El «tártaros» que se traduce por incienso en 2 P 2:4, era el lugar de castigo según la mitología griega.
Bajo el gobierno de un Dios infinitamente santo, justo, sabio y amoroso, obligado por su propia naturaleza y por el cuidado que tiene del bienestar de su universo a expresar su aborrecimiento hacia el pecado, la existencia del infierno es una necesidad (Ro 6:23; 2 Ts 1:6–11; Ap 20:11–15). Los que son castigados en el infierno son criaturas libres, responsables, pecadoras e impenitentes, que han empleado mal el tiempo de prueba que se les ha concedido y rechazado la gracia que Dios les ha ofrecido. El gran deseo divino de librar a los hombres del infierno se manifiesta en la muerte de Cristo y en las amonestaciones dirigidas a los pecadores en la Biblia. Ninguna exégesis concienzuda de la Biblia puede hacer caso omiso del infierno.
Las penas del infierno consistirán en la privación de la presencia y del amor de Dios, la ausencia de toda felicidad, la perpetuidad del pecado, el remordimiento de conciencia por las culpas pasadas, la convicción íntima de ser objeto de la justa ira de Dios, y todos los demás sufrimientos del cuerpo y el alma que son los resultados naturales del pecado o los castigos estipulados en la Ley de Dios (Mt 7:21, 23; 22:13; 25:41; 2 Ts 1:9).

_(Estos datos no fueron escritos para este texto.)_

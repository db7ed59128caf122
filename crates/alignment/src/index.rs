use std::collections::HashMap;

use crate::script::Script;

/// Length-keyed n-gram index over a script's normalized tokens.
///
/// For each n in `[n_min, n_max]`, maps the space-joined gram text to the
/// ascending list of start positions where it occurs. Built in one
/// left-to-right pass with gram extension, so construction is linear in
/// `token_count * n_max` and the position lists come out sorted with no
/// explicit sort step.
#[derive(Debug, Clone)]
pub struct NgramIndex {
    n_min: usize,
    n_max: usize,
    tables: Vec<HashMap<String, Vec<usize>>>,
}

impl NgramIndex {
    pub fn build(script: &Script, n_min: usize, n_max: usize) -> Self {
        debug_assert!(n_min >= 1 && n_min <= n_max);
        let tokens = script.tokens();
        let mut tables = vec![HashMap::new(); n_max - n_min + 1];

        for i in 0..tokens.len() {
            let mut gram = tokens[i].normalized.clone();
            if n_min == 1 {
                tables[0].entry(gram.clone()).or_insert_with(Vec::new).push(i);
            }
            for n in 2..=n_max {
                let j = i + n - 1;
                if j >= tokens.len() {
                    break;
                }
                gram.push(' ');
                gram.push_str(&tokens[j].normalized);
                if n >= n_min {
                    tables[n - n_min]
                        .entry(gram.clone())
                        .or_insert_with(Vec::new)
                        .push(i);
                }
            }
        }

        Self {
            n_min,
            n_max,
            tables,
        }
    }

    pub fn n_min(&self) -> usize {
        self.n_min
    }

    pub fn n_max(&self) -> usize {
        self.n_max
    }

    /// Ascending occurrence positions for a gram of length `n`.
    pub fn positions(&self, n: usize, key: &str) -> Option<&[usize]> {
        if n < self.n_min || n > self.n_max {
            return None;
        }
        self.tables[n - self.n_min].get(key).map(Vec::as_slice)
    }

    /// First occurrence of the gram at or after `pointer`, if any.
    pub fn first_at_or_after(&self, n: usize, key: &str, pointer: usize) -> Option<usize> {
        let positions = self.positions(n, key)?;
        let i = positions.partition_point(|&p| p < pointer);
        positions.get(i).copied()
    }
}

#[cfg(test)]
mod tests {
    use super::*;

    fn index(text: &str) -> (Script, NgramIndex) {
        let script = Script::new(text);
        let idx = NgramIndex::build(&script, 3, 6);
        (script, idx)
    }

    #[test]
    fn indexes_all_lengths_in_range() {
        let (_, idx) = index("a b c d e f g");
        assert_eq!(idx.positions(3, "a b c"), Some(&[0][..]));
        assert_eq!(idx.positions(4, "b c d e"), Some(&[1][..]));
        assert_eq!(idx.positions(6, "a b c d e f"), Some(&[0][..]));
        assert_eq!(idx.positions(6, "b c d e f g"), Some(&[1][..]));
        assert!(idx.positions(2, "a b").is_none());
        assert!(idx.positions(7, "a b c d e f g").is_none());
    }

    #[test]
    fn repeated_grams_collect_ascending_positions() {
        let (_, idx) = index("x y z q x y z");
        assert_eq!(idx.positions(3, "x y z"), Some(&[0, 4][..]));
    }

    #[test]
    fn lookup_respects_pointer() {
        let (_, idx) = index("x y z q x y z");
        assert_eq!(idx.first_at_or_after(3, "x y z", 0), Some(0));
        assert_eq!(idx.first_at_or_after(3, "x y z", 1), Some(4));
        assert_eq!(idx.first_at_or_after(3, "x y z", 5), None);
        assert_eq!(idx.first_at_or_after(3, "q x y", 0), Some(3));
    }

    #[test]
    fn entries_fit_within_token_count() {
        let (script, idx) = index("a b c d e");
        for n in 3..=6 {
            let last_valid = script.len().saturating_sub(n);
            for start in 0..script.len() {
                let key: Vec<&str> = script.tokens()[start..(start + n).min(script.len())]
                    .iter()
                    .map(|t| t.normalized.as_str())
                    .collect();
                if let Some(ps) = idx.positions(n, &key.join(" ")) {
                    assert!(ps.iter().all(|&p| p <= last_valid));
                }
            }
        }
    }

    #[test]
    fn grams_use_normalized_token_text() {
        let (_, idx) = index("Hello, big WORLD again ok");
        assert_eq!(idx.positions(3, "hello big world"), Some(&[0][..]));
    }
}
use std::sync::atomic::{AtomicBool, AtomicUsize, Ordering};
use std::sync::{Arc, Mutex};

use crate::{CaptureSink, Error, SpeechCapture};

/// Shared handle for driving and asserting on a [`MockCapture`] from
/// outside the engine that owns it.
#[derive(Debug, Clone, Default)]
pub struct MockStats {
    starts: Arc<AtomicUsize>,
    stops: Arc<AtomicUsize>,
    running: Arc<AtomicBool>,
    fail_next_start: Arc<AtomicBool>,
    sink: Arc<Mutex<Option<CaptureSink>>>,
}

impl MockStats {
    pub fn starts(&self) -> usize {
        self.starts.load(Ordering::SeqCst)
    }

    pub fn stops(&self) -> usize {
        self.stops.load(Ordering::SeqCst)
    }

    pub fn is_running(&self) -> bool {
        self.running.load(Ordering::SeqCst)
    }

    /// Make the next `start` call fail, e.g. to exercise the restart path.
    pub fn fail_next_start(&self) {
        self.fail_next_start.store(true, Ordering::SeqCst);
    }

    /// Sink handed to the most recent `start`, for scripting events.
    pub fn sink(&self) -> Option<CaptureSink> {
        self.sink.lock().unwrap_or_else(|e| e.into_inner()).clone()
    }

    /// Simulate the backend dying on its own: capture stops and an `Ended`
    /// event is emitted, as a real provider would on spontaneous
    /// termination.
    pub fn simulate_ended(&self) {
        self.running.store(false, Ordering::SeqCst);
        if let Some(sink) = self.sink() {
            sink.ended();
        }
    }
}

/// Scripted capture provider for tests and replay tooling: records
/// start/stop calls and exposes the sink so the test drives partials and
/// finals by hand.
#[derive(Debug, Default)]
pub struct MockCapture {
    stats: MockStats,
}

impl MockCapture {
    pub fn new() -> (Self, MockStats) {
        let stats = MockStats::default();
        (
            Self {
                stats: stats.clone(),
            },
            stats,
        )
    }
}

impl SpeechCapture for MockCapture {
    fn supported(&self) -> bool {
        true
    }

    fn start(&mut self, sink: CaptureSink) -> Result<(), Error> {
        if self.stats.is_running() {
            return Ok(());
        }
        if self.stats.fail_next_start.swap(false, Ordering::SeqCst) {
            return Err(Error::Backend("scripted start failure".into()));
        }
        self.stats.running.store(true, Ordering::SeqCst);
        self.stats.starts.fetch_add(1, Ordering::SeqCst);
        *self.stats.sink.lock().unwrap_or_else(|e| e.into_inner()) = Some(sink);
        Ok(())
    }

    fn stop(&mut self) {
        self.stats.running.store(false, Ordering::SeqCst);
        self.stats.stops.fetch_add(1, Ordering::SeqCst);
    }
}

/// Capability-absent provider: `supported()` is `false` and `start` refuses.
/// The engine turns this into a user-visible notice instead of an error.
#[derive(Debug, Default, Clone, Copy)]
pub struct Unavailable;

impl SpeechCapture for Unavailable {
    fn supported(&self) -> bool {
        false
    }

    fn start(&mut self, _sink: CaptureSink) -> Result<(), Error> {
        Err(Error::Unsupported)
    }

    fn stop(&mut self) {}
}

Parece que el grado de los tormentos se medirá según el grado de la culpa (Mt 10:15; 23:14; Lc 12:47, 48). Este castigo será eterno, como lo será también la felicidad en el cielo. La →IRA DE DIOS nunca dejará de existir sobre las almas perdidas (Mt 25:46). Nada en todo el universo debe temerse tanto como una eternidad en el infierno.